Morphologically, autophagosomes typically appear as double-membraned structures with a clear separation between the membranes328. In contrast, autolysosomes are single-membraned structures.
Therefore, the successive morphological changes occurring throughout the autophagic pathway can be observed. For instance, sequestrated organelles (such as mitochondria) generally appear electron-dense within autophagic structures, and can be observed at various stages of degradation, initially recognisable but becoming amorphous at later stages328.

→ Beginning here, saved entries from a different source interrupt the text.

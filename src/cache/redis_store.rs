use super::traits::{CacheFuture, CacheStore};
use crate::error::CacheError;
use redis::AsyncCommands;
use redis::aio::ConnectionManager;
use std::time::Duration;
use tokio::sync::OnceCell;

/// Redis-backed store. The connection is opened on first use; a failed
/// connect leaves the cell empty so the next call tries again.
pub struct RedisCacheStore {
    client: redis::Client,
    connection: OnceCell<ConnectionManager>,
}

impl RedisCacheStore {
    pub fn new(url: &str) -> Result<Self, CacheError> {
        let client = redis::Client::open(url)
            .map_err(|e| CacheError::Unavailable(format!("invalid redis url: {e}")))?;
        Ok(Self {
            client,
            connection: OnceCell::new(),
        })
    }

    async fn connection(&self) -> Result<ConnectionManager, CacheError> {
        self.connection
            .get_or_try_init(|| ConnectionManager::new(self.client.clone()))
            .await
            .cloned()
            .map_err(|e| CacheError::Unavailable(format!("redis connect failed: {e}")))
    }
}

impl CacheStore for RedisCacheStore {
    fn name(&self) -> &str {
        "redis"
    }

    fn get<'a>(&'a self, key: &'a str) -> CacheFuture<'a, Option<String>> {
        Box::pin(async move {
            let mut conn = self.connection().await?;
            let value: Option<String> = conn
                .get(key)
                .await
                .map_err(|e| CacheError::Unavailable(e.to_string()))?;
            Ok(value)
        })
    }

    fn set<'a>(&'a self, key: &'a str, value: String, ttl: Duration) -> CacheFuture<'a, ()> {
        Box::pin(async move {
            let mut conn = self.connection().await?;
            // SET EX rejects a zero expiry.
            let seconds = ttl.as_secs().max(1);
            let _: () = conn
                .set_ex(key, value, seconds)
                .await
                .map_err(|e| CacheError::Unavailable(e.to_string()))?;
            Ok(())
        })
    }
}

#[cfg(test)]
mod tests {
    use super::*;

    #[test]
    fn rejects_malformed_url() {
        assert!(RedisCacheStore::new("definitely not redis").is_err());
    }

    #[tokio::test]
    async fn unreachable_server_reports_unavailable() {
        let store = RedisCacheStore::new("redis://127.0.0.1:1/").unwrap();
        let result = tokio::time::timeout(Duration::from_secs(5), store.get("k")).await;
        if let Ok(inner) = result {
            assert!(matches!(inner, Err(CacheError::Unavailable(_))));
        }
    }
}
use super::Config;
use super::types::default_config_dir;
use anyhow::{Context, Result};
use std::fs;
use std::path::Path;

impl Config {
    /// Load `~/.humanizer/config.toml`, writing the defaults on first run.
    pub fn load_or_init() -> Result<Self> {
        let config_dir = default_config_dir();
        let config_path = config_dir.join("config.toml");

        if !config_dir.exists() {
            fs::create_dir_all(&config_dir).context("Failed to create .humanizer directory")?;
        }

        if config_path.exists() {
            Self::load_from(&config_path)
        } else {
            let config = Self {
                config_path,
                ..Self::default()
            };
            config.validate()?;
            config.save()?;
            Ok(config)
        }
    }

    /// Load an explicit config file. A missing file is an error.
    pub fn load_from(path: &Path) -> Result<Self> {
        let contents = fs::read_to_string(path)
            .with_context(|| format!("Failed to read config file {}", path.display()))?;
        let mut config = Self::from_toml_str(&contents)?;
        config.config_path = path.to_path_buf();
        Ok(config)
    }

    pub fn from_toml_str(contents: &str) -> Result<Self> {
        let config: Self = toml::from_str(contents).context("Failed to parse config file")?;
        config.validate()?;
        Ok(config)
    }

    pub fn save(&self) -> Result<()> {
        let toml_str = toml::to_string_pretty(self).context("Failed to serialize config")?;
        fs::write(&self.config_path, toml_str).context("Failed to write config file")?;
        Ok(())
    }
}

#[cfg(test)]
mod tests {
    use super::*;
    use crate::config::CacheBackend;

    #[test]
    fn empty_toml_yields_defaults() {
        let config = Config::from_toml_str("").unwrap();
        assert_eq!(config.gateway.port, 8000);
        assert_eq!(config.cache.backend, CacheBackend::Memory);
        assert_eq!(config.providers.rewrite.model, "gpt-4o-mini");
    }

    #[test]
    fn partial_sections_merge_with_defaults() {
        let config = Config::from_toml_str(
            r#"
[gateway]
port = 9100

[cache]
backend = "redis"
url = "redis://cache:6379"

[providers.detection.gptzero]
api_key = "gz-key"
"#,
        )
        .unwrap();
        assert_eq!(config.gateway.port, 9100);
        assert_eq!(config.gateway.host, "127.0.0.1");
        assert_eq!(config.cache.backend, CacheBackend::Redis);
        assert_eq!(config.cache.default_ttl_secs, 3600);
        assert!(config.providers.detection.gptzero.enabled());
        assert!(!config.providers.detection.turnitin.enabled());
    }

    #[test]
    fn invalid_values_fail_validation() {
        let err = Config::from_toml_str("[pipeline]\nmax_text_chars = 0\n").unwrap_err();
        assert!(err.to_string().contains("max_text_chars"));
    }

    #[test]
    fn save_then_load_from_file() {
        let dir = tempfile::tempdir().unwrap();
        let path = dir.path().join("config.toml");
        let mut config = Config {
            config_path: path.clone(),
            ..Config::default()
        };
        config.cache.key_prefix = "svc".into();
        config.save().unwrap();

        let loaded = Config::load_from(&path).unwrap();
        assert_eq!(loaded.cache.key_prefix, "svc");
        assert_eq!(loaded.config_path, path);
    }

    #[test]
    fn missing_explicit_file_is_an_error() {
        let dir = tempfile::tempdir().unwrap();
        assert!(Config::load_from(&dir.path().join("absent.toml")).is_err());
    }
}
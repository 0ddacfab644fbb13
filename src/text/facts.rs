use std::collections::{BTreeMap, BTreeSet};

use super::FUNCTION_WORDS;
use super::sentences::split_sentences;

/// Ordinary words that open sentences. A capitalised sentence-initial word
/// outside this list is taken as a name.
const COMMON_STARTERS: &[&str] = &[
    "after", "again", "all", "although", "another", "any", "are", "because", "before", "both",
    "can", "could", "do", "does", "each", "even", "every", "first", "finally", "he", "her",
    "here", "his", "how", "however", "i", "if", "instead", "just", "last", "many", "more",
    "most", "much", "my", "next", "no", "not", "now", "once", "one", "only", "other", "our",
    "perhaps", "please", "second", "she", "since", "so", "some", "such", "then", "though",
    "today", "what", "when", "where", "whether", "while", "who", "why", "will", "yes", "yet",
    "your",
];

const CONTRACTION_SUFFIXES: &[&str] = &["n't", "'re", "'ll", "'m", "'ve", "'d"];

/// Tokens a meaning-preserving rewrite must never change: anything carrying
/// a digit, acronyms, capitalised words inside a sentence, and capitalised
/// sentence openers that are not ordinary words (named entities).
#[derive(Debug, Clone, Default, PartialEq, Eq)]
pub struct FactualTokens {
    counts: BTreeMap<String, usize>,
}

impl FactualTokens {
    pub fn extract(text: &str) -> Self {
        Self::extract_with(text, |_| false)
    }

    /// Like [`extract`](Self::extract), but sentence openers for which
    /// `is_vocabulary` holds (lowercased) are treated as ordinary words.
    pub fn extract_with(text: &str, is_vocabulary: impl Fn(&str) -> bool) -> Self {
        let lowercase_elsewhere: BTreeSet<&str> = text
            .split_whitespace()
            .map(|raw| raw.trim_matches(|c: char| !c.is_alphanumeric()))
            .filter(|token| token.chars().next().is_some_and(char::is_lowercase))
            .collect();
        let ordinary_opener = |token: &str| {
            let lower = token.to_lowercase().replace('\u{2019}', "'");
            if CONTRACTION_SUFFIXES
                .iter()
                .any(|suffix| lower.ends_with(suffix))
            {
                return true;
            }
            let lower = lower.strip_suffix("'s").unwrap_or(&lower);
            FUNCTION_WORDS.contains(&lower)
                || COMMON_STARTERS.contains(&lower)
                || lowercase_elsewhere.contains(lower)
                || is_vocabulary(lower)
        };

        let mut counts = BTreeMap::new();
        for sentence in split_sentences(text) {
            for (position, raw) in sentence.split_whitespace().enumerate() {
                let token = raw.trim_matches(|c: char| !c.is_alphanumeric());
                if token.is_empty() {
                    continue;
                }
                let has_digit = token.chars().any(|c| c.is_ascii_digit());
                let capitalised = token.chars().next().is_some_and(char::is_uppercase);
                let acronym = token.chars().filter(|c| c.is_alphabetic()).count() > 1
                    && token
                        .chars()
                        .filter(|c| c.is_alphabetic())
                        .all(char::is_uppercase);
                let name = capitalised
                    && token != "I"
                    && (position > 0 || !ordinary_opener(token));
                if has_digit || acronym || name {
                    *counts.entry(token.to_string()).or_insert(0) += 1;
                }
            }
        }
        Self { counts }
    }

    pub fn is_empty(&self) -> bool {
        self.counts.is_empty()
    }

    /// Factual tokens of `self` that `rewritten` lost (or has fewer of).
    pub fn missing_from(&self, rewritten: &str) -> Vec<String> {
        let mut available: BTreeMap<String, usize> = BTreeMap::new();
        for raw in rewritten.split_whitespace() {
            let token = raw.trim_matches(|c: char| !c.is_alphanumeric());
            if !token.is_empty() {
                *available.entry(token.to_string()).or_insert(0) += 1;
            }
        }
        self.counts
            .iter()
            .filter(|(token, count)| available.get(*token).copied().unwrap_or(0) < **count)
            .map(|(token, _)| token.clone())
            .collect()
    }

    pub fn preserved_in(&self, rewritten: &str) -> bool {
        self.missing_from(rewritten).is_empty()
    }
}

#[cfg(test)]
mod tests {
    use super::*;

    #[test]
    fn extracts_numbers_entities_and_acronyms() {
        let facts = FactualTokens::extract("In 2023 the team at Google shipped 3 NLP models.");
        assert!(facts.missing_from("").contains(&"2023".to_string()));
        assert!(facts.missing_from("").contains(&"Google".to_string()));
        assert!(facts.missing_from("").contains(&"NLP".to_string()));
        assert!(!facts.missing_from("").contains(&"In".to_string()));
    }

    #[test]
    fn preserved_when_all_tokens_survive() {
        let facts = FactualTokens::extract("The revenue grew 12% at Acme last year.");
        assert!(facts.preserved_in("Acme saw revenue grow by 12% last year."));
        assert!(!facts.preserved_in("The revenue grew 15% at Acme last year."));
    }

    #[test]
    fn leading_proper_noun_is_a_fact() {
        let facts = FactualTokens::extract("Google has opened 3 new offices.");
        assert!(!facts.preserved_in("The company has opened 3 new offices."));
        assert_eq!(
            facts.missing_from("The company has opened 3 new offices."),
            vec!["Google"]
        );
        assert!(facts.preserved_in("Google has now opened 3 new offices."));
        assert!(!FactualTokens::extract("Google's offices opened.").is_empty());
    }

    #[test]
    fn ordinary_openers_are_not_facts() {
        let facts = FactualTokens::extract(
            "However, the plan works. Prices rose as prices do. Don't panic. It's fine.",
        );
        assert!(facts.is_empty());
        let vocabulary = FactualTokens::extract_with("Utilize the tool.", |w| w == "utilize");
        assert!(vocabulary.is_empty());
        assert!(!FactualTokens::extract("Utilize the tool.").is_empty());
    }

    #[test]
    fn plain_text_has_no_facts() {
        assert!(FactualTokens::extract("the cat sat on the mat.").is_empty());
    }
}
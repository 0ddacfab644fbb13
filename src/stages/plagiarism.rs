//! Plagiarism stage: estimated fraction of the text that overlaps known
//! sources.

use crate::pipeline::transformer::{TextTransformer, TransformFuture};
use crate::pipeline::{StageInput, StageResult};
use crate::providers::EnsembleScorer;
use crate::text::{count_phrases, split_sentences, words};
use serde_json::json;
use regex::Regex;
use serde::Serialize;
use std::collections::{HashMap, HashSet};
use std::sync::LazyLock;

/// Scores above this are reported as plagiarized.
pub const PLAGIARIZED_THRESHOLD: f64 = 0.3;

const SHORT_TEXT_SCORE: f64 = 0.05;
const MIN_WORDS: usize = 10;

const ATTRIBUTION_PHRASES: &[&str] = &[
    "according to",
    "as stated by",
    "research shows",
    "studies indicate",
    "it has been proven",
    "experts agree",
    "scientists say",
    "research suggests",
];

static CITATIONS: LazyLock<[Regex; 3]> = LazyLock::new(|| {
    [
        Regex::new(r"\(\w+,\s*\d{4}\)").expect("static pattern"),
        Regex::new(r"\[\d+\]").expect("static pattern"),
        Regex::new(r"\(\d+\)").expect("static pattern"),
    ]
});

/// Boilerplate sentences that turn up verbatim across the web.
const REFERENCE_CORPUS: &[&str] = &[
    "the quick brown fox jumps over the lazy dog",
    "lorem ipsum dolor sit amet consectetur adipiscing elit sed do eiusmod tempor",
    "in today's fast-paced world technology plays an important role in our daily lives",
    "since the dawn of time humans have sought to understand the world around them",
    "artificial intelligence is the simulation of human intelligence processes by machines",
    "climate change is one of the most pressing issues facing humanity today",
    "all rights reserved no part of this publication may be reproduced",
    "this website uses cookies to ensure you get the best experience on our website",
];

static REFERENCE_SHINGLES: LazyLock<HashSet<String>> = LazyLock::new(|| {
    REFERENCE_CORPUS
        .iter()
        .flat_map(|sentence| shingles(&words(sentence), 4))
        .collect()
});

fn shingles(tokens: &[String], size: usize) -> Vec<String> {
    tokens.windows(size).map(|w| w.join(" ")).collect()
}

/// Local estimate: attribution phrases, citations, repeated sentence
/// openings, repeated trigrams and overlap with the bundled corpus.
#[allow(clippy::cast_precision_loss)]
pub fn heuristic_plagiarism_score(text: &str) -> f64 {
    let tokens = words(text);
    if tokens.len() < MIN_WORDS {
        return SHORT_TEXT_SCORE;
    }
    let mut score = 0.0;

    score += (0.05 * count_phrases(text, ATTRIBUTION_PHRASES) as f64).min(0.2);

    let citations: usize = CITATIONS.iter().map(|re| re.find_iter(text).count()).sum();
    score += (0.1 * citations as f64).min(0.3);

    let sentences = split_sentences(text);
    if sentences.len() > 2 {
        let mut openings: HashMap<String, usize> = HashMap::new();
        for sentence in &sentences {
            let first = words(sentence).into_iter().next().unwrap_or_default();
            *openings.entry(first).or_insert(0) += 1;
        }
        let max_opening = openings.values().copied().max().unwrap_or(0) as f64;
        score += (max_opening / sentences.len() as f64 * 0.4).min(0.2);
    }

    let trigrams = shingles(&tokens, 3);
    if !trigrams.is_empty() {
        let distinct: HashSet<&String> = trigrams.iter().collect();
        let repeated = trigrams.len() - distinct.len();
        score += (repeated as f64 / trigrams.len() as f64).min(0.2);
    }

    let fourgrams = shingles(&tokens, 4);
    if !fourgrams.is_empty() {
        let overlapping = fourgrams
            .iter()
            .filter(|g| REFERENCE_SHINGLES.contains(*g))
            .count();
        score += overlapping as f64 / fourgrams.len() as f64 * 0.5;
    }

    score.clamp(0.0, 1.0)
}

/// Sentences scoring below this are flagged for rewording.
pub const UNIQUENESS_FLOOR: f64 = 0.7;

const GENERIC_OPENERS: &[&str] = &["the", "it", "this", "that", "there", "here"];
const STOCK_LINKS: &[&str] = &["in order to", "as a result", "due to", "because of"];

/// How original one sentence looks on its own.
#[derive(Debug, Clone, PartialEq, Serialize)]
pub struct SentenceUniqueness {
    pub index: usize,
    pub sentence: String,
    pub uniqueness: f64,
    pub needs_improvement: bool,
}

/// Per-sentence uniqueness: starts at 1 and loses points for a generic
/// opener, repeated words, stock linking phrases and overlap with the
/// bundled corpus.
#[allow(clippy::cast_precision_loss)]
pub fn sentence_uniqueness(text: &str) -> Vec<SentenceUniqueness> {
    split_sentences(text)
        .into_iter()
        .enumerate()
        .map(|(index, sentence)| {
            let tokens = words(&sentence);
            let mut uniqueness: f64 = 1.0;

            if tokens
                .first()
                .is_some_and(|first| GENERIC_OPENERS.contains(&first.as_str()))
            {
                uniqueness -= 0.1;
            }

            let mut counts: HashMap<&str, usize> = HashMap::new();
            for token in &tokens {
                *counts.entry(token.as_str()).or_insert(0) += 1;
            }
            let max_repeat = counts.values().copied().max().unwrap_or(1).saturating_sub(1);
            uniqueness -= (0.05 * max_repeat as f64).min(0.3);

            uniqueness -= 0.05 * count_phrases(&sentence, STOCK_LINKS) as f64;

            let fourgrams = shingles(&tokens, 4);
            if !fourgrams.is_empty() {
                let overlapping = fourgrams
                    .iter()
                    .filter(|g| REFERENCE_SHINGLES.contains(*g))
                    .count();
                uniqueness -= overlapping as f64 / fourgrams.len() as f64 * 0.5;
            }

            let uniqueness = uniqueness.clamp(0.0, 1.0);
            SentenceUniqueness {
                index,
                sentence,
                uniqueness,
                needs_improvement: uniqueness < UNIQUENESS_FLOOR,
            }
        })
        .collect()
}

fn plagiarism_result(input: &StageInput, score: f64) -> StageResult {
    let result = StageResult::new(input.text.clone(), score);
    let plagiarized = result.score > PLAGIARIZED_THRESHOLD;
    result
        .with_meta("is_plagiarized", plagiarized)
        .with_meta("sentences", json!(sentence_uniqueness(&input.text)))
}

#[derive(Debug, Default, Clone, Copy)]
pub struct HeuristicPlagiarismChecker;

impl TextTransformer for HeuristicPlagiarismChecker {
    fn name(&self) -> &str {
        "heuristic"
    }

    fn transform<'a>(&'a self, input: &'a StageInput) -> TransformFuture<'a> {
        Box::pin(async move {
            Ok(plagiarism_result(input, heuristic_plagiarism_score(&input.text)))
        })
    }
}

/// External plagiarism services queried as an ensemble.
pub struct ProviderPlagiarismChecker {
    ensemble: EnsembleScorer,
}

impl ProviderPlagiarismChecker {
    pub fn new(ensemble: EnsembleScorer) -> Self {
        Self { ensemble }
    }
}

impl TextTransformer for ProviderPlagiarismChecker {
    fn name(&self) -> &str {
        "providers"
    }

    fn transform<'a>(&'a self, input: &'a StageInput) -> TransformFuture<'a> {
        Box::pin(async move {
            let ensemble = self.ensemble.score(&input.text).await?;
            Ok(plagiarism_result(input, ensemble.score)
                .with_meta("providers", ensemble.providers)
                .with_meta("failures", ensemble.failures)
                .with_meta("provider_scores", json!(ensemble.breakdown)))
        })
    }
}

Importantly, transmission electron microscopy assays combining the use of autophagy modulators and multiple time points can provide crucial information on autophagy and autophagic flux, even on fixed cells. Commonly, the analysis of images obtained with electron microscopy is used to reveal an accumulation of a specific type of autophagic vesicle (e.g. autophagosomes or autolysosomes), or any potential changes in the appearance of autophagic structures that might occur due to the experimental conditions328. However, electron microscopy-based assays are generally complicated, time-consuming and not the most suitable method to quantitatively investigate the dynamic events of autophagy. One limitation of this technique is associated with the risk of misinterpreting the type of autophagic structures338,339. In part as an answer to some of these limitations, fluorescent-based assays have been developed using specific fluorescent autophagic markers.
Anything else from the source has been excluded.